**Task prompt:** Go through the data below and return each line where the string "format" appears.

**Input material:**
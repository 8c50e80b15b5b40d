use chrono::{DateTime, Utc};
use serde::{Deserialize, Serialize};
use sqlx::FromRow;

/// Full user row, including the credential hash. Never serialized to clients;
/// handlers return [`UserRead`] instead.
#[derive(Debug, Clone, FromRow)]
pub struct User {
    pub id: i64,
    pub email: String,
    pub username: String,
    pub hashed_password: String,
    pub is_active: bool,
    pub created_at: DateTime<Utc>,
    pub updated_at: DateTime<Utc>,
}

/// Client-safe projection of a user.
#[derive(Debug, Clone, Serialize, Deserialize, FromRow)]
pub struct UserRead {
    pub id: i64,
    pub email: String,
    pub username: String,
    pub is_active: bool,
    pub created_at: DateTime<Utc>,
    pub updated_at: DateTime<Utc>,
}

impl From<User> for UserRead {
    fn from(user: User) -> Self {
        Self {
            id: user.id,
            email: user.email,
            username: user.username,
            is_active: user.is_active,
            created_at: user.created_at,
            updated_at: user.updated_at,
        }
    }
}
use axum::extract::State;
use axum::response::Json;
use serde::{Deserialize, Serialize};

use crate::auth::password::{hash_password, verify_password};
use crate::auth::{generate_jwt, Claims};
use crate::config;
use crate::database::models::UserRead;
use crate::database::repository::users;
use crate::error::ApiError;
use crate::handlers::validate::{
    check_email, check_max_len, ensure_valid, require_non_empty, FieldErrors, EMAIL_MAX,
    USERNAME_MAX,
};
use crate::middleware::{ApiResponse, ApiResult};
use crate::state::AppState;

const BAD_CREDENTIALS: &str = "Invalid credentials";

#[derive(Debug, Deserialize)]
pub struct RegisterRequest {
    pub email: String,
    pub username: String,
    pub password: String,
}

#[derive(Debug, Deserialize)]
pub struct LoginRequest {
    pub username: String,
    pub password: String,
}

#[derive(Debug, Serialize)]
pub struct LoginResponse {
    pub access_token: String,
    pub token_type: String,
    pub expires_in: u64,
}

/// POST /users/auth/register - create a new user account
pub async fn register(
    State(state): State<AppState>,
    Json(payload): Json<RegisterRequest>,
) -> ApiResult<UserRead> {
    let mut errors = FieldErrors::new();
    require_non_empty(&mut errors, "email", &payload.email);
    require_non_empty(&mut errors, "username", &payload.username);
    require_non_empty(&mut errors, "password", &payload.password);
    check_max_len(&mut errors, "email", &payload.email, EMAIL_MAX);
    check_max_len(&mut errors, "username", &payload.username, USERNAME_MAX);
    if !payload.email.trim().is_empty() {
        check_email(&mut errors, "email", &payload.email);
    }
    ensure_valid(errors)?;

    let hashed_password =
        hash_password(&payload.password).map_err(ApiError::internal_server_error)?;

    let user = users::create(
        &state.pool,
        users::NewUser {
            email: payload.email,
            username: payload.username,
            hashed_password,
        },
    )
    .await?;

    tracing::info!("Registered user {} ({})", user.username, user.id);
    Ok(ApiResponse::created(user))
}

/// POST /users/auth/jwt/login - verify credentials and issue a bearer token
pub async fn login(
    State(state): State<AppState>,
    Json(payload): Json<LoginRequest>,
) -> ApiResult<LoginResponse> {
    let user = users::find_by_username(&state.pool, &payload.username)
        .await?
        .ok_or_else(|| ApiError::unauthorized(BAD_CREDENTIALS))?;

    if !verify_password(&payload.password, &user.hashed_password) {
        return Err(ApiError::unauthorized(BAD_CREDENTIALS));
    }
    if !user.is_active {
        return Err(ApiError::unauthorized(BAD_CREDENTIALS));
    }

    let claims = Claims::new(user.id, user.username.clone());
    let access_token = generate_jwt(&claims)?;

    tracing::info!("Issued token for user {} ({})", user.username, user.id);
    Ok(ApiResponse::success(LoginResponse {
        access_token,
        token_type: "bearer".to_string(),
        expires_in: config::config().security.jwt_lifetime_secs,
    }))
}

--

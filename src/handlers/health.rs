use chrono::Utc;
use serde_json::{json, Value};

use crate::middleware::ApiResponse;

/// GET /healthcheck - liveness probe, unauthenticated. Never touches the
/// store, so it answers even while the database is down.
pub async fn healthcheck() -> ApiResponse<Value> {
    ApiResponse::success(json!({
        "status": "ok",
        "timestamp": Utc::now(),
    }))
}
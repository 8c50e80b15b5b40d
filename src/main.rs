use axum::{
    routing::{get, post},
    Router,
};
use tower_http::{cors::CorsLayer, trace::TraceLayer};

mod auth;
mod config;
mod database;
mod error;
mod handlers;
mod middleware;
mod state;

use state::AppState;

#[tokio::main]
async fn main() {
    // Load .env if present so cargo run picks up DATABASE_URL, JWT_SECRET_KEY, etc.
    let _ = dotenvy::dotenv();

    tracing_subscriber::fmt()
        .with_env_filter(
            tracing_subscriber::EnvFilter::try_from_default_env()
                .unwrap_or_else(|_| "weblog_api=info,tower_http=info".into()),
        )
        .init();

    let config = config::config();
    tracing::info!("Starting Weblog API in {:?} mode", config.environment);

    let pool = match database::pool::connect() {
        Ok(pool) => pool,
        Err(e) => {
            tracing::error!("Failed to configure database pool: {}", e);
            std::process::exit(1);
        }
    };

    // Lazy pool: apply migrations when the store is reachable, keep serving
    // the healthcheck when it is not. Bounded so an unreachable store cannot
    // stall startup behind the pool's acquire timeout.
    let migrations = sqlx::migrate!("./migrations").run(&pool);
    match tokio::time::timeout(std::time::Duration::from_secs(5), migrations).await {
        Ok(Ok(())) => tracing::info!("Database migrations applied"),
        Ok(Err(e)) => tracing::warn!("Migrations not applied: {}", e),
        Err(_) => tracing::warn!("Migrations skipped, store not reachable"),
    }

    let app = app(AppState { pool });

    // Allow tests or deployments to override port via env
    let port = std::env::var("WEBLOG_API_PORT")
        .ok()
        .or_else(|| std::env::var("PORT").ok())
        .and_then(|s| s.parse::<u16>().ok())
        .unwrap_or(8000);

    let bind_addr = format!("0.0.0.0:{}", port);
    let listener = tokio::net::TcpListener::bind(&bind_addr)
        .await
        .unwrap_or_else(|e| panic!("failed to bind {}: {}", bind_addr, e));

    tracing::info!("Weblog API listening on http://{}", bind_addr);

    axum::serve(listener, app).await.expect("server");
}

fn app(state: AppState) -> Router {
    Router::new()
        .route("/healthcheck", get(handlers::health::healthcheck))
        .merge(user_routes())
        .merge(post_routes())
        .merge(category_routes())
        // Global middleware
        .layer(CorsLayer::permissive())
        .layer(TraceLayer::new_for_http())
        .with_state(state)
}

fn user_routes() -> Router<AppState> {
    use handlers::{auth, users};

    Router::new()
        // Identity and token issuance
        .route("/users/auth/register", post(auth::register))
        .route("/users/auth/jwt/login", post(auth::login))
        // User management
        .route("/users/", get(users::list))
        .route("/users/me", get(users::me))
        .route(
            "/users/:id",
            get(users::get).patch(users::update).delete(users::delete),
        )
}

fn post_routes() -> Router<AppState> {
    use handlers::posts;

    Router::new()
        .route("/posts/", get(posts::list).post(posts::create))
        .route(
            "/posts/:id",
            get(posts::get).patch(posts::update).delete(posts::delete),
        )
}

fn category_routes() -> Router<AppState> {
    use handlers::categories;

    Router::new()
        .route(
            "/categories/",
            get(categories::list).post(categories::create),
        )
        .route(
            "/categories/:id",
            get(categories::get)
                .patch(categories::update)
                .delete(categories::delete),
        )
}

--

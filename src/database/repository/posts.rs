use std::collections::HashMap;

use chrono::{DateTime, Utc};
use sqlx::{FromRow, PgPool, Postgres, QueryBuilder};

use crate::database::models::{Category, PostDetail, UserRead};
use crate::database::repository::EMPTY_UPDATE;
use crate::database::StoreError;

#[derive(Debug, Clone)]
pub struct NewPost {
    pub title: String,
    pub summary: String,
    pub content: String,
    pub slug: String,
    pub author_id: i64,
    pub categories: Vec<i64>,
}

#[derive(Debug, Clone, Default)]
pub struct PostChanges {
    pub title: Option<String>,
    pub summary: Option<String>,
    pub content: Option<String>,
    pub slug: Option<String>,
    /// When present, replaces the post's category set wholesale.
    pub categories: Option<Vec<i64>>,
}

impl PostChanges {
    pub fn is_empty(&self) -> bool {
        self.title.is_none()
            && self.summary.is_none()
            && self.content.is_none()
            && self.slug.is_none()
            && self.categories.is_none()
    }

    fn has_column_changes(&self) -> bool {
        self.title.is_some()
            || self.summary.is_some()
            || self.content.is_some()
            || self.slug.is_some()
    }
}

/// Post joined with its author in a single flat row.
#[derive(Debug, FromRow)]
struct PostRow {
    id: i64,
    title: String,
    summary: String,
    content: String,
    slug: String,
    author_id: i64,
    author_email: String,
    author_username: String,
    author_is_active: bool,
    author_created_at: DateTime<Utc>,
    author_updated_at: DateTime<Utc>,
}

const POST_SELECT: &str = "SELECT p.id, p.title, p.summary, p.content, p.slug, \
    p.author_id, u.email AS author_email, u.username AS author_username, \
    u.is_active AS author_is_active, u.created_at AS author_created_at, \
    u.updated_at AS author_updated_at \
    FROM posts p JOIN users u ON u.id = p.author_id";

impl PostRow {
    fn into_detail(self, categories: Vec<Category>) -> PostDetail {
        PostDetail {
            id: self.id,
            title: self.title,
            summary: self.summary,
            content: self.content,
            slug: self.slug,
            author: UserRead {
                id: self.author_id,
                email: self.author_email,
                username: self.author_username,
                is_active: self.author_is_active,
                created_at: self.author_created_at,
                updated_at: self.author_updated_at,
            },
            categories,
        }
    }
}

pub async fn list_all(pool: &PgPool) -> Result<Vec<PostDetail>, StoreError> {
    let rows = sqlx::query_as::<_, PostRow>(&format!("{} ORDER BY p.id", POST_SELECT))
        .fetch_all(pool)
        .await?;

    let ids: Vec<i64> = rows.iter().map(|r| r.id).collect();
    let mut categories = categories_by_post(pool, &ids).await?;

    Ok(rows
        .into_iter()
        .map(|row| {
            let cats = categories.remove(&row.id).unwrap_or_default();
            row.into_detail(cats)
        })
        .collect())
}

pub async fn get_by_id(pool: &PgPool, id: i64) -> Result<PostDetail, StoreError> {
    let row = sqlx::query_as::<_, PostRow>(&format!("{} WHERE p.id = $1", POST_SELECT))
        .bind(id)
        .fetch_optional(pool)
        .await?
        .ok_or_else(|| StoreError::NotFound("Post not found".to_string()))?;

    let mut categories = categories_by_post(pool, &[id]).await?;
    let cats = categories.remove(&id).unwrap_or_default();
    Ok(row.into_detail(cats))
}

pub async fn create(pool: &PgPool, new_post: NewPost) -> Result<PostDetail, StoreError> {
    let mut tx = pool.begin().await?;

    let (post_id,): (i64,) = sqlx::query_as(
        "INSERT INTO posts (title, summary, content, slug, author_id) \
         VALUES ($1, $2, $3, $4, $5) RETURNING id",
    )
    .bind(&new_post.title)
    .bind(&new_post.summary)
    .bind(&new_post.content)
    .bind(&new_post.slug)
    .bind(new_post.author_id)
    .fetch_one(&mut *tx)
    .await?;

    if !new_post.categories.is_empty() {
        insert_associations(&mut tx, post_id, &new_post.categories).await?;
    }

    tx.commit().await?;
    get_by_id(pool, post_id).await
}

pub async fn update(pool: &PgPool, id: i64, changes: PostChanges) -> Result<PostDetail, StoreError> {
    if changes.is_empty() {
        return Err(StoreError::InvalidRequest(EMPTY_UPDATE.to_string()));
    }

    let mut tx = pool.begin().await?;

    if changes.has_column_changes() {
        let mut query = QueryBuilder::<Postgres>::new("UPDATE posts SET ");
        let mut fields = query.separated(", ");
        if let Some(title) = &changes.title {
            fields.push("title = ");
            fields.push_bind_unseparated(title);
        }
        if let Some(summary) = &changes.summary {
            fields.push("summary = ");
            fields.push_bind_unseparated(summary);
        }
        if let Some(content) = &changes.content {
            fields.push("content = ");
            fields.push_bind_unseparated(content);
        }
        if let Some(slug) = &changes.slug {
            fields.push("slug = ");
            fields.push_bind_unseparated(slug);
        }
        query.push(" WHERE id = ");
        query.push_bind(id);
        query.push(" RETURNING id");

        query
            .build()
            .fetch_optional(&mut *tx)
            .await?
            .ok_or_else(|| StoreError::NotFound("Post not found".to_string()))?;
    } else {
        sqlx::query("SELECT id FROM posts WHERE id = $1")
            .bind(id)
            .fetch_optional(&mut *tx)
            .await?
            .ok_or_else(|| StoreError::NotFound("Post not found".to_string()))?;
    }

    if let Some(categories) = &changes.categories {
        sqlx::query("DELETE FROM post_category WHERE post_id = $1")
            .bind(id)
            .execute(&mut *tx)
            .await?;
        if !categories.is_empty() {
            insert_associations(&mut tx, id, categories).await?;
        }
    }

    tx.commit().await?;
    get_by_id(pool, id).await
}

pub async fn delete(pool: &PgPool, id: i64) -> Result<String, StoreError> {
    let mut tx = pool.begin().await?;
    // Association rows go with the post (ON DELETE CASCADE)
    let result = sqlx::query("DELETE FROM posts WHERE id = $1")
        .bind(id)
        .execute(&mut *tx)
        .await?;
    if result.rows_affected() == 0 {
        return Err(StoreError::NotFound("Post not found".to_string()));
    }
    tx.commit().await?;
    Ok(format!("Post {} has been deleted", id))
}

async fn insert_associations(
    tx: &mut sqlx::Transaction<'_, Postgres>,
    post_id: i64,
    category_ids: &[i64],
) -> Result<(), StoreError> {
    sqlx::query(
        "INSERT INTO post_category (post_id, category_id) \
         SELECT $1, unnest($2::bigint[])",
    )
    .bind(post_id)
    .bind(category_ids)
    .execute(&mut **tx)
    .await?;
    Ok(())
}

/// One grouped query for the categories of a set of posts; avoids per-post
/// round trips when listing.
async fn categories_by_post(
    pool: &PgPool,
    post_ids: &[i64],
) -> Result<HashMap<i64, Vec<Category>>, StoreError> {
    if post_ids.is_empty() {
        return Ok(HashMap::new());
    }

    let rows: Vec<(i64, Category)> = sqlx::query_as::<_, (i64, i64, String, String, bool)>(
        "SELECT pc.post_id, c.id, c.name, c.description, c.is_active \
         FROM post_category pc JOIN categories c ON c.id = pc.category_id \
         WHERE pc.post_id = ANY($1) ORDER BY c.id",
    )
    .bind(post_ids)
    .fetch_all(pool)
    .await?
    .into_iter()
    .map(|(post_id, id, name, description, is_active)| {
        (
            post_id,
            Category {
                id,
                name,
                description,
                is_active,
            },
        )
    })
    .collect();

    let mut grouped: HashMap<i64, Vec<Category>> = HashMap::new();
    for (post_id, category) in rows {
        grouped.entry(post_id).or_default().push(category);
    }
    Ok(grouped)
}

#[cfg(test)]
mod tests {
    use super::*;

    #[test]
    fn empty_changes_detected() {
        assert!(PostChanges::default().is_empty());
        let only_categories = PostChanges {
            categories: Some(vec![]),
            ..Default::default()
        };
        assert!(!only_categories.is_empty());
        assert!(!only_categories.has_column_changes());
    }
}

**Answer to this exercise:**
    let bind_addr = format!("0.0.0.0:{}", port);
    let rows = sqlx::query_as::<_, PostRow>(&format!("{} ORDER BY p.id", POST_SELECT))
    let row = sqlx::query_as::<_, PostRow>(&format!("{} WHERE p.id = $1", POST_SELECT))
    Ok(format!("Post {} has been deleted", id))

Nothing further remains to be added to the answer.